# Problem details
Output only this range of the data below: the line that contains "loads a fresh" through the final line, both ends included, each retyped exactly.

____ Dataset extract

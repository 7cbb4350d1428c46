//! Configuration parsing and validation for slumberd
//!
//! Supports TOML configuration with:
//! - Versioned schema
//! - Per-check enable flags and thresholds
//! - Wake and uptime schedules
//! - Remote shutdown listener settings
//! - Validation with clear error messages
//!
//! The validated [`Settings`] value is an immutable snapshot: the daemon
//! loads a fresh one on every change notification and swaps the reference,
//! so in-flight evaluations always see a consistent configuration.

mod schema;
mod settings;
mod validation;

pub use schema::*;
pub use settings::*;
pub use validation::*;

use std::path::Path;
use thiserror::Error;

/// Configuration errors
#[derive(Debug, Error)]
pub enum ConfigError {
    #[error("Failed to read config file: {0}")]
    ReadError(#[from] std::io::Error),

    #[error("Failed to parse TOML: {0}")]
    ParseError(#[from] toml::de::Error),

    #[error("Validation failed: {errors:?}")]
    ValidationFailed { errors: Vec<ValidationError> },

    #[error("Unsupported config version: {0}")]
    UnsupportedVersion(u32),
}

pub type ConfigResult<T> = Result<T, ConfigError>;

/// Load and validate configuration from a TOML file
pub fn load_settings(path: impl AsRef<Path>) -> ConfigResult<Settings> {
    let content = std::fs::read_to_string(path)?;
    parse_settings(&content)
}

/// Parse and validate configuration from a TOML string
pub fn parse_settings(content: &str) -> ConfigResult<Settings> {
    let raw: RawConfig = toml::from_str(content)?;

    if raw.config_version != CURRENT_CONFIG_VERSION {
        return Err(ConfigError::UnsupportedVersion(raw.config_version));
    }

    let errors = validate_config(&raw);
    if !errors.is_empty() {
        return Err(ConfigError::ValidationFailed { errors });
    }

    Ok(Settings::from_raw(raw))
}

/// Current supported config version
pub const CURRENT_CONFIG_VERSION: u32 = 1;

________

# Solution for this problem
//! loads a fresh one on every change notification and swaps the reference,
//! so in-flight evaluations always see a consistent configuration.

mod schema;
mod settings;
mod validation;

pub use schema::*;
pub use settings::*;
pub use validation::*;

use std::path::Path;
use thiserror::Error;

/// Configuration errors
#[derive(Debug, Error)]
pub enum ConfigError {
    #[error("Failed to read config file: {0}")]
    ReadError(#[from] std::io::Error),

    #[error("Failed to parse TOML: {0}")]
    ParseError(#[from] toml::de::Error),

    #[error("Validation failed: {errors:?}")]
    ValidationFailed { errors: Vec<ValidationError> },

    #[error("Unsupported config version: {0}")]
    UnsupportedVersion(u32),
}

pub type ConfigResult<T> = Result<T, ConfigError>;

/// Load and validate configuration from a TOML file
pub fn load_settings(path: impl AsRef<Path>) -> ConfigResult<Settings> {
    let content = std::fs::read_to_string(path)?;
    parse_settings(&content)
}

/// Parse and validate configuration from a TOML string
pub fn parse_settings(content: &str) -> ConfigResult<Settings> {
    let raw: RawConfig = toml::from_str(content)?;

    if raw.config_version != CURRENT_CONFIG_VERSION {
        return Err(ConfigError::UnsupportedVersion(raw.config_version));
    }

    let errors = validate_config(&raw);
    if !errors.is_empty() {
        return Err(ConfigError::ValidationFailed { errors });
    }

    Ok(Settings::from_raw(raw))
}

/// Current supported config version
pub const CURRENT_CONFIG_VERSION: u32 = 1;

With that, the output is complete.